Notre invité de ce dimanche est Me Antoine Domingue. Dans l’interview réalisée jeudi dernier, il revient sur certaines affaires qui ont fait l’actualité et s’élève contre la manière dont fonctionne le commissaire de police. Il partage aussi ses craintes sur les amendements à certaines lois, dont l’Immigration Act de 2022 qui, selon lui, sont incompatibles avec la Constitution.
Faisons de la pédagogie sur des termes juridiques qui sont employés ces jours-ci dans l’actualité et que le grand public ne comprend pas nécessairement. Est-ce qu’un jugement d’une cour de justice est définitif ?
— Un jugement de première instance — des cours inférieures : Cours de district, industrielle et intermédiaire — n’est pas définitif et peut être contesté en appel devant la Cour suprême, qui représente le deuxième degré de juridiction. En général, on peut faire appel sur n’importe quel point d’un jugement.
Par conséquent, l’appel du DPP de l’acquittement de Navin Ramgoolam dans l’affaire dite des coffres-forts était tout à fait logique ?
— Oui. C’était un appel de plein droit, sans aucune restriction. Le bureau du DPP pouvait faire appel sur les faits, sur l’appréciation des faits, sur le droit ou sur des questions mixtes. Ce n’est pas une surprise que cet appel ait été interjeté et, d’ailleurs, ce n’est pas la première fois qu’on se retrouve dans une situation où le bureau du DPP fait appel d’un acquittement. Il y a l’exemple de l’affaire MedPoint dans laquelle Pravind Jugnauth reconnu coupable en première instance fait appel à la Cour suprême et obtient et gain de cause.
C’est alors que le DPP fait appel de ce jugement devant le Privy Council, qui maintient le jugement grâce au changement de position de l’ICAC…
… que des commentateurs ont qualifié de retournement de veste ou de casaque. Il a été suggéré que l’appel du DPP aurait été motivé par le fait qu’il aurait permis à son frère d’accéder au leadership du PTr…

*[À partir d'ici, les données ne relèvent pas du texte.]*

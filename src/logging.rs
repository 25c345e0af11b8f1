//! Logging System
//!
//! Structured logging using the `tracing` crate. Provides configurable log levels, output
//! formats, and destinations.

use crate::error::InterpolationError;
use serde::{Deserialize, Serialize};
use std::collections::HashMap;
use std::path::PathBuf;
use tracing_subscriber::fmt::time::ChronoUtc;
use tracing_subscriber::{fmt, layer::SubscriberExt, util::SubscriberInitExt, EnvFilter, Registry};

/// Logging configuration
#[derive(Debug, Clone, Serialize, Deserialize)]
pub struct LoggingConfig {
    /// Disable all log output when false
    #[serde(default = "default_true")]
    pub enabled: bool,

    /// Log level: trace, debug, info, warn, error, off
    #[serde(default = "default_log_level")]
    pub level: String,

    /// Output format: json, text (default: text)
    #[serde(default = "default_format")]
    pub format: String,

    /// Output destination: stdout, stderr, file
    #[serde(default = "default_output")]
    pub output: String,

    /// Log file path (if output is "file")
    #[serde(default = "default_log_file")]
    pub file: PathBuf,

    /// Enable colored output (text format only, stdout/stderr only)
    #[serde(default = "default_true")]
    pub color: bool,

    /// Module-specific log levels
    #[serde(default)]
    pub modules: HashMap<String, String>,
}

fn default_log_level() -> String {
    "info".to_string()
}

fn default_format() -> String {
    "text".to_string()
}

fn default_output() -> String {
    // stdout carries replay reports
    "stderr".to_string()
}

fn default_log_file() -> PathBuf {
    PathBuf::from("contour-groups.log")
}

fn default_true() -> bool {
    true
}

impl Default for LoggingConfig {
    fn default() -> Self {
        Self {
            enabled: default_true(),
            level: default_log_level(),
            format: default_format(),
            output: default_output(),
            file: default_log_file(),
            color: default_true(),
            modules: HashMap::new(),
        }
    }
}

impl LoggingConfig {
    pub fn validate(&self) -> Result<(), String> {
        parse_format(&self.format)?;
        parse_output(&self.output)?;
        Ok(())
    }
}

#[derive(Debug, Clone, Copy, PartialEq, Eq)]
enum LogFormat {
    Text,
    Json,
}

#[derive(Debug, Clone, Copy, PartialEq, Eq)]
enum LogOutput {
    Stdout,
    Stderr,
    File,
}

fn parse_format(format: &str) -> Result<LogFormat, String> {
    match format {
        "text" => Ok(LogFormat::Text),
        "json" => Ok(LogFormat::Json),
        other => Err(format!(
            "Invalid log format: {} (must be 'json' or 'text')",
            other
        )),
    }
}

fn parse_output(output: &str) -> Result<LogOutput, String> {
    match output {
        "stdout" => Ok(LogOutput::Stdout),
        "stderr" => Ok(LogOutput::Stderr),
        "file" => Ok(LogOutput::File),
        other => Err(format!(
            "Invalid log output: {} (must be 'stdout', 'stderr', or 'file')",
            other
        )),
    }
}

/// Initialize the logging system
///
/// Priority order (highest to lowest):
/// 1. Environment variables (CONTOUR_GROUPS_LOG, CONTOUR_GROUPS_LOG_FORMAT, ...)
/// 2. Configuration (CLI flags are folded into it by the binary)
/// 3. Defaults
pub fn init_logging(config: Option<&LoggingConfig>) -> Result<(), InterpolationError> {
    if config.map(|c| !c.enabled).unwrap_or(false) {
        return Ok(());
    }

    let filter = build_env_filter(config)?;
    let format = determine_format(config)?;
    let output = determine_output(config)?;
    let use_color = config.map(|c| c.color).unwrap_or(true);

    let base_subscriber = Registry::default().with(filter);

    let open_log_file = || -> Result<std::fs::File, InterpolationError> {
        let log_file = config
            .map(|c| c.file.clone())
            .unwrap_or_else(default_log_file);
        if let Some(parent) = log_file.parent() {
            if !parent.as_os_str().is_empty() {
                std::fs::create_dir_all(parent).map_err(|e| {
                    InterpolationError::ConfigError(format!(
                        "Failed to create log directory: {}",
                        e
                    ))
                })?;
            }
        }
        std::fs::OpenOptions::new()
            .create(true)
            .append(true)
            .open(&log_file)
            .map_err(|e| {
                InterpolationError::ConfigError(format!(
                    "Failed to open log file {:?}: {}",
                    log_file, e
                ))
            })
    };

    let result = match (format, output) {
        (LogFormat::Json, LogOutput::File) => {
            let file = open_log_file()?;
            base_subscriber
                .with(
                    fmt::layer()
                        .json()
                        .with_target(true)
                        .with_timer(ChronoUtc::rfc_3339())
                        .with_writer(std::sync::Mutex::new(file)),
                )
                .try_init()
        }
        (LogFormat::Json, LogOutput::Stdout) => base_subscriber
            .with(
                fmt::layer()
                    .json()
                    .with_target(true)
                    .with_timer(ChronoUtc::rfc_3339())
                    .with_writer(std::io::stdout),
            )
            .try_init(),
        (LogFormat::Json, LogOutput::Stderr) => base_subscriber
            .with(
                fmt::layer()
                    .json()
                    .with_target(true)
                    .with_timer(ChronoUtc::rfc_3339())
                    .with_writer(std::io::stderr),
            )
            .try_init(),
        (LogFormat::Text, LogOutput::File) => {
            let file = open_log_file()?;
            base_subscriber
                .with(
                    fmt::layer()
                        .with_target(true)
                        .with_timer(ChronoUtc::rfc_3339())
                        .with_ansi(false)
                        .with_writer(std::sync::Mutex::new(file)),
                )
                .try_init()
        }
        (LogFormat::Text, LogOutput::Stdout) => base_subscriber
            .with(
                fmt::layer()
                    .with_target(true)
                    .with_timer(ChronoUtc::rfc_3339())
                    .with_ansi(use_color)
                    .with_writer(std::io::stdout),
            )
            .try_init(),
        (LogFormat::Text, LogOutput::Stderr) => base_subscriber
            .with(
                fmt::layer()
                    .with_target(true)
                    .with_timer(ChronoUtc::rfc_3339())
                    .with_ansi(use_color)
                    .with_writer(std::io::stderr),
            )
            .try_init(),
    };

    result.map_err(|e| {
        InterpolationError::ConfigError(format!("Failed to install log subscriber: {}", e))
    })
}

/// Build environment filter from config or environment variables
fn build_env_filter(config: Option<&LoggingConfig>) -> Result<EnvFilter, InterpolationError> {
    if let Ok(filter) = EnvFilter::try_from_env("CONTOUR_GROUPS_LOG") {
        return Ok(filter);
    }

    let level = config.map(|c| c.level.as_str()).unwrap_or("info");

    if level == "off" {
        return Ok(EnvFilter::new("off"));
    }

    let mut filter = EnvFilter::new(level);

    if let Some(config) = config {
        for (module, module_level) in &config.modules {
            let directive = format!("{}={}", module, module_level);
            filter = filter.add_directive(directive.parse().map_err(|e| {
                InterpolationError::ConfigError(format!("Invalid log directive: {}", e))
            })?);
        }
    }

    if let Ok(modules_str) = std::env::var("CONTOUR_GROUPS_LOG_MODULES") {
        for module_spec in modules_str.split(',') {
            let parts: Vec<&str> = module_spec.split('=').collect();
            if parts.len() == 2 {
                let directive = format!("{}={}", parts[0].trim(), parts[1].trim());
                filter = filter.add_directive(directive.parse().map_err(|e| {
                    InterpolationError::ConfigError(format!(
                        "Invalid log directive from env: {}",
                        e
                    ))
                })?);
            }
        }
    }

    Ok(filter)
}

fn determine_format(config: Option<&LoggingConfig>) -> Result<LogFormat, InterpolationError> {
    if let Ok(format) = std::env::var("CONTOUR_GROUPS_LOG_FORMAT") {
        if let Ok(parsed) = parse_format(&format) {
            return Ok(parsed);
        }
    }
    parse_format(config.map(|c| c.format.as_str()).unwrap_or("text"))
        .map_err(InterpolationError::ConfigError)
}

fn determine_output(config: Option<&LoggingConfig>) -> Result<LogOutput, InterpolationError> {
    if let Ok(output) = std::env::var("CONTOUR_GROUPS_LOG_OUTPUT") {
        return parse_output(&output).map_err(InterpolationError::ConfigError);
    }
    parse_output(config.map(|c| c.output.as_str()).unwrap_or("stderr"))
        .map_err(InterpolationError::ConfigError)
}
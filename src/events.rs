//! Annotation lifecycle events delivered to the manager.

use crate::annotation::AnnotationHandle;
use serde::{Deserialize, Serialize};

/// Kind of modification reported by the annotation host.
#[derive(Debug, Clone, Copy, PartialEq, Eq, Hash, Serialize, Deserialize)]
pub enum ChangeType {
    /// Routine handle/point edit
    HandlesUpdated,
    /// Edit that explicitly requests group re-evaluation
    InterpolationUpdated,
    StatsUpdated,
    LabelChange,
    MetadataReferenceModified,
    History,
}

impl ChangeType {
    /// Only handle edits and explicit interpolation updates recompute a group.
    pub fn drives_interpolation(self) -> bool {
        matches!(
            self,
            ChangeType::HandlesUpdated | ChangeType::InterpolationUpdated
        )
    }
}

#[derive(Debug, Clone)]
pub struct AnnotationCompletedEvent {
    pub annotation: AnnotationHandle,
}

#[derive(Debug, Clone)]
pub struct AnnotationModifiedEvent {
    pub annotation: AnnotationHandle,
    pub change_type: ChangeType,
}

#[derive(Debug, Clone)]
pub struct AnnotationRemovedEvent {
    pub annotation: AnnotationHandle,
}

#[derive(Debug, Clone)]
pub enum AnnotationEvent {
    Completed(AnnotationCompletedEvent),
    Modified(AnnotationModifiedEvent),
    Removed(AnnotationRemovedEvent),
}

impl AnnotationEvent {
    pub fn completed(annotation: AnnotationHandle) -> Self {
        AnnotationEvent::Completed(AnnotationCompletedEvent { annotation })
    }

    pub fn modified(annotation: AnnotationHandle, change_type: ChangeType) -> Self {
        AnnotationEvent::Modified(AnnotationModifiedEvent {
            annotation,
            change_type,
        })
    }

    pub fn removed(annotation: AnnotationHandle) -> Self {
        AnnotationEvent::Removed(AnnotationRemovedEvent { annotation })
    }

    pub fn annotation(&self) -> &AnnotationHandle {
        match self {
            AnnotationEvent::Completed(e) => &e.annotation,
            AnnotationEvent::Modified(e) => &e.annotation,
            AnnotationEvent::Removed(e) => &e.annotation,
        }
    }

    pub fn kind(&self) -> &'static str {
        match self {
            AnnotationEvent::Completed(_) => "completed",
            AnnotationEvent::Modified(_) => "modified",
            AnnotationEvent::Removed(_) => "removed",
        }
    }
}
//! Configuration file sources, lowest precedence first.

pub mod global_file;
pub mod workspace_file;
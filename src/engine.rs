//! Interpolation engine seam
//!
//! The engine synthesizes generated annotations between keyframes and removes them again.
//! The geometry lives outside this crate; the coordinator only hands it fully resolved
//! requests.

use crate::annotation::AnnotationHandle;
use crate::error::EngineError;
use crate::locator::SliceContext;
use crate::types::InterpolationUid;
use parking_lot::Mutex;
use serde::Serialize;
use tracing::debug;

/// Everything the engine needs to recompute or clean up one group.
#[derive(Debug, Clone)]
pub struct InterpolationRequest {
    /// Keyframe that triggered the request
    pub annotation: AnnotationHandle,
    pub interpolation_uid: Option<InterpolationUid>,
    pub slice: SliceContext,
    /// Set for explicit `InterpolationUpdated` edits: re-derive instead of adjusting
    pub is_interpolation_update: bool,
}

impl InterpolationRequest {
    pub fn new(
        annotation: AnnotationHandle,
        interpolation_uid: Option<InterpolationUid>,
        slice: SliceContext,
    ) -> Self {
        Self {
            annotation,
            interpolation_uid,
            slice,
            is_interpolation_update: false,
        }
    }

    pub fn interpolation_update(mut self, flag: bool) -> Self {
        self.is_interpolation_update = flag;
        self
    }
}

pub trait InterpolationEngine: Send + Sync {
    /// Idempotently recompute the generated members of the request's group.
    fn synthesize(&self, request: &InterpolationRequest) -> Result<(), EngineError>;

    /// Remove every generated member tied to the request's keyframe/group.
    fn delete_generated(&self, request: &InterpolationRequest) -> Result<(), EngineError>;
}

#[derive(Debug, Clone, Copy, PartialEq, Eq, Serialize)]
#[serde(rename_all = "snake_case")]
pub enum EngineCallKind {
    Synthesize,
    DeleteGenerated,
}

/// One request as seen by [`RecordingEngine`].
#[derive(Debug, Clone, PartialEq, Eq, Serialize)]
pub struct EngineCall {
    pub kind: EngineCallKind,
    pub annotation_uid: String,
    pub interpolation_uid: Option<InterpolationUid>,
    pub slice: SliceContext,
    pub is_interpolation_update: bool,
}

/// Engine that records requests without generating geometry.
///
/// Used for dry-run replays and as a test double.
#[derive(Debug, Default)]
pub struct RecordingEngine {
    calls: Mutex<Vec<EngineCall>>,
}

impl RecordingEngine {
    pub fn new() -> Self {
        Self::default()
    }

    pub fn calls(&self) -> Vec<EngineCall> {
        self.calls.lock().clone()
    }

    pub fn take_calls(&self) -> Vec<EngineCall> {
        std::mem::take(&mut *self.calls.lock())
    }

    fn record(&self, kind: EngineCallKind, request: &InterpolationRequest) {
        let annotation_uid = request.annotation.read().annotation_uid.clone();
        debug!(
            ?kind,
            annotation = %annotation_uid,
            interpolation_uid = ?request.interpolation_uid,
            "Recorded engine request"
        );
        self.calls.lock().push(EngineCall {
            kind,
            annotation_uid,
            interpolation_uid: request.interpolation_uid.clone(),
            slice: request.slice.clone(),
            is_interpolation_update: request.is_interpolation_update,
        });
    }
}

impl InterpolationEngine for RecordingEngine {
    fn synthesize(&self, request: &InterpolationRequest) -> Result<(), EngineError> {
        self.record(EngineCallKind::Synthesize, request);
        Ok(())
    }

    fn delete_generated(&self, request: &InterpolationRequest) -> Result<(), EngineError> {
        self.record(EngineCallKind::DeleteGenerated, request);
        Ok(())
    }
}
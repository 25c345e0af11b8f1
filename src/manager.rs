//! Interpolation Manager
//!
//! Orchestrates interpolation groups in response to annotation lifecycle events. Each
//! handler checks its preconditions, resolves the annotation's slice context, flips the
//! annotation's provenance/grouping fields in place and delegates synthesis or cleanup to
//! the interpolation engine. Group membership is never stored: it is reconstructed from the
//! store on every completion.

mod accept;

pub use accept::AcceptInterpolationSelector;

use crate::annotation::{Annotation, AnnotationHandle};
use crate::config::GroupsConfig;
use crate::engine::{InterpolationEngine, InterpolationRequest};
use crate::error::InterpolationError;
use crate::events::{
    AnnotationCompletedEvent, AnnotationEvent, AnnotationModifiedEvent, AnnotationRemovedEvent,
    ChangeType,
};
use crate::locator::{SliceContext, SliceLocator};
use crate::registry::ToolRegistry;
use crate::resolver::{GroupDecision, GroupResolver, GroupingConfig};
use crate::store::AnnotationStore;
use crate::types::{GroupSelector, InterpolationUid};
use crate::uid::{Blake3UidGenerator, UidGenerator};
use parking_lot::RwLock;
use std::sync::Arc;
use tracing::{debug, info, warn};

/// Attempts at minting an identifier not already present in the context.
const MAX_MINT_ATTEMPTS: usize = 8;

/// Why a handler returned without side effects
#[derive(Debug, Clone, Copy, PartialEq, Eq)]
pub enum SkipReason {
    MissingMetadata,
    UnregisteredTool,
    IgnoredChangeType,
    /// Removal of a generated annotation; nothing depends on it
    AutoGenerated,
    NoContext,
}

/// How the annotation's interpolation identifier was obtained
#[derive(Debug, Clone, Copy, PartialEq, Eq)]
pub enum Assignment {
    /// The annotation already carried its identifier
    Kept,
    Reused,
    Nearest,
    Minted,
}

#[derive(Debug, Clone, PartialEq, Eq)]
pub enum Outcome {
    Ignored(SkipReason),
    Interpolated {
        interpolation_uid: Option<InterpolationUid>,
        assignment: Assignment,
    },
    Deleted {
        interpolation_uid: Option<InterpolationUid>,
    },
}

impl Outcome {
    pub fn interpolation_uid(&self) -> Option<&InterpolationUid> {
        match self {
            Outcome::Interpolated {
                interpolation_uid, ..
            }
            | Outcome::Deleted { interpolation_uid } => interpolation_uid.as_ref(),
            Outcome::Ignored(_) => None,
        }
    }

    pub fn is_ignored(&self) -> bool {
        matches!(self, Outcome::Ignored(_))
    }
}

pub struct InterpolationManager {
    registry: RwLock<ToolRegistry>,
    resolver: GroupResolver,
    store: Arc<dyn AnnotationStore>,
    locator: Arc<dyn SliceLocator>,
    engine: Arc<dyn InterpolationEngine>,
    uids: Arc<dyn UidGenerator>,
}

impl InterpolationManager {
    /// Create a manager with an empty registry and the default grouping policy
    pub fn new(
        store: Arc<dyn AnnotationStore>,
        locator: Arc<dyn SliceLocator>,
        engine: Arc<dyn InterpolationEngine>,
    ) -> Self {
        Self {
            registry: RwLock::new(ToolRegistry::new()),
            resolver: GroupResolver::default(),
            store,
            locator,
            engine,
            uids: Arc::new(Blake3UidGenerator::new()),
        }
    }

    /// Create a manager whose registry and grouping policy come from configuration
    pub fn from_config(
        config: &GroupsConfig,
        store: Arc<dyn AnnotationStore>,
        locator: Arc<dyn SliceLocator>,
        engine: Arc<dyn InterpolationEngine>,
    ) -> Self {
        Self::new(store, locator, engine)
            .with_registry(ToolRegistry::from_names(config.tools.registered.iter().cloned()))
            .with_grouping(config.grouping)
    }

    pub fn with_registry(mut self, registry: ToolRegistry) -> Self {
        self.registry = RwLock::new(registry);
        self
    }

    pub fn with_grouping(mut self, grouping: GroupingConfig) -> Self {
        self.resolver = GroupResolver::new(grouping);
        self
    }

    pub fn with_uid_generator(mut self, uids: Arc<dyn UidGenerator>) -> Self {
        self.uids = uids;
        self
    }

    /// Register a tool name for interpolation. No-op when already registered.
    pub fn add_tool(&self, name: impl Into<String>) -> bool {
        let name = name.into();
        let added = self.registry.write().register(name.clone());
        if added {
            debug!(tool = %name, "Registered interpolation tool");
        }
        added
    }

    pub fn registered_tools(&self) -> Vec<String> {
        self.registry.read().names().to_vec()
    }

    /// Route one lifecycle event to its handler.
    pub fn handle(&self, event: &AnnotationEvent) -> Result<Outcome, InterpolationError> {
        match event {
            AnnotationEvent::Completed(e) => self.on_annotation_completed(e),
            AnnotationEvent::Modified(e) => self.on_annotation_modified(e),
            AnnotationEvent::Removed(e) => self.on_annotation_removed(e),
        }
    }

    /// A drawing tool finished an annotation.
    pub fn on_annotation_completed(
        &self,
        event: &AnnotationCompletedEvent,
    ) -> Result<Outcome, InterpolationError> {
        let handle = &event.annotation;
        let annotation = handle.read().clone();
        if let Some(reason) = self.precheck(&annotation) {
            return Ok(Outcome::Ignored(reason));
        }
        let Some(slice) = self.resolve_context(&annotation) else {
            return Ok(Outcome::Ignored(SkipReason::NoContext));
        };

        handle.write().auto_generated = false;

        if let Some(uid) = annotation.interpolation_uid.clone() {
            debug!(
                annotation = %annotation.annotation_uid,
                interpolation_uid = %uid,
                "Re-completed grouped annotation; regenerating group"
            );
            let request = InterpolationRequest::new(Arc::clone(handle), Some(uid.clone()), slice);
            self.engine.delete_generated(&request)?;
            self.engine.synthesize(&request)?;
            return Ok(Outcome::Interpolated {
                interpolation_uid: Some(uid),
                assignment: Assignment::Kept,
            });
        }

        let candidates =
            self.context_annotations(&annotation.tool_name, &slice.group_selector, handle)?;
        let (uid, assignment) = match self.resolver.resolve(&annotation, candidates.iter()) {
            GroupDecision::Reuse(uid) => (uid, Assignment::Reused),
            GroupDecision::Nearest(uid) => (uid, Assignment::Nearest),
            GroupDecision::Mint => (self.mint_unused(&candidates), Assignment::Minted),
        };
        handle.write().interpolation_uid = Some(uid.clone());
        info!(
            annotation = %annotation.annotation_uid,
            interpolation_uid = %uid,
            ?assignment,
            "Assigned interpolation group"
        );

        let request = InterpolationRequest::new(Arc::clone(handle), Some(uid.clone()), slice);
        self.engine.synthesize(&request)?;
        Ok(Outcome::Interpolated {
            interpolation_uid: Some(uid),
            assignment,
        })
    }

    /// An annotation was edited.
    pub fn on_annotation_modified(
        &self,
        event: &AnnotationModifiedEvent,
    ) -> Result<Outcome, InterpolationError> {
        let handle = &event.annotation;
        let annotation = handle.read().clone();
        if let Some(reason) = self.precheck(&annotation) {
            return Ok(Outcome::Ignored(reason));
        }
        if !event.change_type.drives_interpolation() {
            debug!(
                annotation = %annotation.annotation_uid,
                change_type = ?event.change_type,
                "Change type does not affect interpolation"
            );
            return Ok(Outcome::Ignored(SkipReason::IgnoredChangeType));
        }
        let Some(slice) = self.resolve_context(&annotation) else {
            return Ok(Outcome::Ignored(SkipReason::NoContext));
        };

        handle.write().auto_generated = false;

        let request = InterpolationRequest::new(
            Arc::clone(handle),
            annotation.interpolation_uid.clone(),
            slice,
        )
        .interpolation_update(event.change_type == ChangeType::InterpolationUpdated);
        self.engine.synthesize(&request)?;
        Ok(Outcome::Interpolated {
            interpolation_uid: annotation.interpolation_uid,
            assignment: Assignment::Kept,
        })
    }

    /// An annotation was deleted from the store.
    pub fn on_annotation_removed(
        &self,
        event: &AnnotationRemovedEvent,
    ) -> Result<Outcome, InterpolationError> {
        let handle = &event.annotation;
        let annotation = handle.read().clone();
        if let Some(reason) = self.precheck(&annotation) {
            return Ok(Outcome::Ignored(reason));
        }
        if annotation.auto_generated {
            debug!(
                annotation = %annotation.annotation_uid,
                "Generated annotation removed; no cascade"
            );
            return Ok(Outcome::Ignored(SkipReason::AutoGenerated));
        }
        let Some(slice) = self.resolve_context(&annotation) else {
            return Ok(Outcome::Ignored(SkipReason::NoContext));
        };

        handle.write().auto_generated = false;

        let request = InterpolationRequest::new(
            Arc::clone(handle),
            annotation.interpolation_uid.clone(),
            slice,
        );
        self.engine.delete_generated(&request)?;
        Ok(Outcome::Deleted {
            interpolation_uid: annotation.interpolation_uid,
        })
    }

    /// Mark generated annotations in `selector` as user-confirmed.
    ///
    /// Only provenance changes; identifiers are left alone. Returns how many annotations
    /// were accepted.
    pub fn accept_generated(
        &self,
        selector: &GroupSelector,
        filter: &AcceptInterpolationSelector,
    ) -> Result<usize, InterpolationError> {
        let tools = self.registry.read().select(filter.tool_names.as_deref());
        let mut accepted = 0;
        for tool_name in &tools {
            for handle in self.store.get_annotations(tool_name, selector)? {
                let mut annotation = handle.write();
                if annotation.auto_generated && filter.matches(&annotation) {
                    annotation.auto_generated = false;
                    accepted += 1;
                }
            }
        }
        info!(
            selector = %selector,
            tools = tools.len(),
            accepted,
            "Accepted generated annotations"
        );
        Ok(accepted)
    }

    fn precheck(&self, annotation: &Annotation) -> Option<SkipReason> {
        if annotation.metadata.is_none() {
            return Some(SkipReason::MissingMetadata);
        }
        if !self.registry.read().contains(&annotation.tool_name) {
            debug!(tool = %annotation.tool_name, "Tool not registered for interpolation");
            return Some(SkipReason::UnregisteredTool);
        }
        None
    }

    fn resolve_context(&self, annotation: &Annotation) -> Option<SliceContext> {
        let slice = self.locator.resolve(annotation);
        if slice.is_none() {
            warn!(
                annotation = %annotation.annotation_uid,
                tool = %annotation.tool_name,
                "Unable to resolve slice context for annotation"
            );
        }
        slice
    }

    /// Snapshots of the other annotations drawn with `tool_name` in the same context.
    fn context_annotations(
        &self,
        tool_name: &str,
        selector: &GroupSelector,
        own: &AnnotationHandle,
    ) -> Result<Vec<Annotation>, InterpolationError> {
        Ok(self
            .store
            .get_annotations(tool_name, selector)?
            .iter()
            .filter(|h| !Arc::ptr_eq(*h, own))
            .map(|h| h.read().clone())
            .collect())
    }

    /// Mint an identifier held by no annotation in `candidates`.
    ///
    /// After `MAX_MINT_ATTEMPTS` collisions the last minted identifier gets a numeric
    /// suffix, counting up until the result is unused.
    fn mint_unused(&self, candidates: &[Annotation]) -> InterpolationUid {
        let taken = GroupResolver::known_uids(candidates);
        let mut uid = self.uids.mint();
        for _ in 1..MAX_MINT_ATTEMPTS {
            if !taken.contains(&uid) {
                return uid;
            }
            warn!(interpolation_uid = %uid, "Minted identifier already in use; retrying");
            uid = self.uids.mint();
        }
        if !taken.contains(&uid) {
            return uid;
        }
        let base = uid;
        let mut n = 1usize;
        loop {
            let suffixed = InterpolationUid::new(format!("{}-{}", base, n));
            if !taken.contains(&suffixed) {
                warn!(
                    interpolation_uid = %suffixed,
                    "Generator kept returning identifiers in use; suffixed the last one"
                );
                return suffixed;
            }
            n += 1;
        }
    }
}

— Je cite un autre exemple, celle de l’affaire du Dr Chady, reconnu coupable sur un cas à neuf mois d’emprisonnement. Le bureau du DPP a contesté ce jugement et l’instance d’appel a augmenté la condamnation de neuf à quinze mois. Il faut bien comprendre une chose, les décisions de justice de tous les tribunaux que le bureau du DPP est susceptible de contester sont envoyées aux avocats de ce bureau qui les examinent systématiquement pour décider s’il faut faire ou ne pas faire appel. Ce n’est pas le DPP qui décide de faire appel, mais son équipe qui scrute toutes les affaires pour décider en se basant sur les textes de loi. Ce n’est pas la décision du DPP, mais de son équipe.
On a souvent parlé de la forme et du fond dans cette affaire de coffres-forts de Navin Ramgoolam. Quelle est la différence ?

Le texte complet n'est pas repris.